NEWSFLASH: I just found out today that the MoFi is now on the TAS Super Disc list. You can find it along with the domestic — yes, you read that right — domestic pressing of the first album.
Now just how hard of hearing do you have to be to think that the domestic pressing of Dire Straits’ first album is a Super Disc? A nice record, sure, but nice records aren’t really Super Discs, are they?
Not when there are UK pressings that trounce it. We should know, we’ve played them by the dozens. How the writers for The Absolute Sound can be this far off the mark is a question we cannot begin to answer. More Reviewer Malpractice? What else could it be?

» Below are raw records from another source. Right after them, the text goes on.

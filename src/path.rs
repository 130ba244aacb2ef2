// src/path.rs
//! Lane polynomial pass-through.
//!
//! The planner does no lateral planning of its own: lane polynomials come in
//! from the vision model, get blended into a desired path, and go straight
//! back out on the plan. A valid GPS plan overrides the whole set.

use crate::messaging::msgs::ModelMsg;

#[derive(Debug, Clone)]
pub struct PathState {
    /// Desired path published on the plan.
    pub d_poly: [f64; 4],
    pub l_poly: [f64; 4],
    pub r_poly: [f64; 4],
    /// Model's own predicted path.
    pub p_poly: [f64; 4],
    /// Blended lane center.
    pub c_poly: [f64; 4],
    pub l_prob: f64,
    pub r_prob: f64,
    pub c_prob: f64,
    pub lane_width: f64,
}

impl Default for PathState {
    fn default() -> Self {
        Self {
            d_poly: [0.0; 4],
            l_poly: [0.0; 4],
            r_poly: [0.0; 4],
            p_poly: [0.0; 4],
            c_poly: [0.0; 4],
            l_prob: 0.0,
            r_prob: 0.0,
            c_prob: 0.0,
            lane_width: 3.7,
        }
    }
}

impl PathState {
    /// Refresh from a model frame: center each lane line by half a lane
    /// width, blend them by their probabilities, then mix with the model
    /// path by the combined lane confidence.
    pub fn update_from_model(&mut self, model: &ModelMsg) {
        self.l_poly = model.left_lane.poly;
        self.r_poly = model.right_lane.poly;
        self.p_poly = model.path.poly;
        self.l_prob = model.left_lane.prob;
        self.r_prob = model.right_lane.prob;
        self.c_prob = model.path.prob;
        if model.lane_width > 0.0 {
            self.lane_width = model.lane_width;
        }

        let half = self.lane_width / 2.0;
        let weight_sum = (self.l_prob + self.r_prob).max(1e-6);
        for i in 0..4 {
            let mut l = self.l_poly[i];
            let mut r = self.r_poly[i];
            if i == 3 {
                l -= half;
                r += half;
            }
            self.c_poly[i] = (l * self.l_prob + r * self.r_prob) / weight_sum;
        }

        let lr_prob = self.l_prob + self.r_prob - self.l_prob * self.r_prob;
        for i in 0..4 {
            self.d_poly[i] = lr_prob * self.c_poly[i] + (1.0 - lr_prob) * self.p_poly[i];
        }
    }

    /// Replace every polynomial slot with the GPS plan's. All three slots are
    /// aliased on purpose: downstream consumers read different slots and the
    /// override must win everywhere.
    pub fn apply_gps_override(&mut self, poly: [f64; 4]) {
        self.d_poly = poly;
        self.p_poly = poly;
        self.c_poly = poly;
        self.l_prob = 0.0;
        self.r_prob = 0.0;
        self.c_prob = 1.0;
    }
}

#[cfg(test)]
mod tests {
    use super::*;
    use crate::messaging::msgs::LaneLine;

    fn model(l_prob: f64, r_prob: f64) -> ModelMsg {
        ModelMsg {
            mono_time: 0,
            left_lane: LaneLine { poly: [0.0, 0.0, 0.0, 1.8], prob: l_prob },
            right_lane: LaneLine { poly: [0.0, 0.0, 0.0, -1.8], prob: r_prob },
            path: LaneLine { poly: [0.0, 0.0, 0.0, 0.3], prob: 0.9 },
            lane_width: 3.6,
        }
    }

    #[test]
    fn confident_lanes_center_the_path() {
        let mut path = PathState::default();
        path.update_from_model(&model(1.0, 1.0));
        // Symmetric lane lines centered at zero offset.
        assert!(path.d_poly[3].abs() < 1e-9);
        assert_eq!(path.lane_width, 3.6);
    }

    #[test]
    fn no_lanes_falls_back_to_model_path() {
        let mut path = PathState::default();
        path.update_from_model(&model(0.0, 0.0));
        assert!((path.d_poly[3] - 0.3).abs() < 1e-9);
    }

    #[test]
    fn gps_override_aliases_every_slot() {
        let mut path = PathState::default();
        path.update_from_model(&model(1.0, 1.0));
        path.apply_gps_override([0.1, 0.2, 0.3, 0.4]);

        assert_eq!(path.d_poly, [0.1, 0.2, 0.3, 0.4]);
        assert_eq!(path.p_poly, path.d_poly);
        assert_eq!(path.c_poly, path.d_poly);
        assert_eq!((path.l_prob, path.c_prob, path.r_prob), (0.0, 1.0, 0.0));
    }
}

We have written quite a number of reviews and commentaries for the first album and we encourage you to read some of them.
Speaking of Super Discs, the good British pressings are so good we put them on our Top Ten Most Tubey Magical Rock and Pop Recordings List. No domestic pressing we have ever played would qualify as a Hot Stamper, not when even the average British copy is better.
A few years ago we received this email from a customer.
“How would you compare the Brothers in Arms SHS to the Mobile Fidelity 45 rpm copy?”
We have never bothered to play their remaster, and why would we? Every MoFi pressing made by the current regime has had major sound problems when compared head to head with the “real” records we sell, and it’s simply not worth our time to find out exactly what is wrong with the sound of any of these new reissues, theirs included.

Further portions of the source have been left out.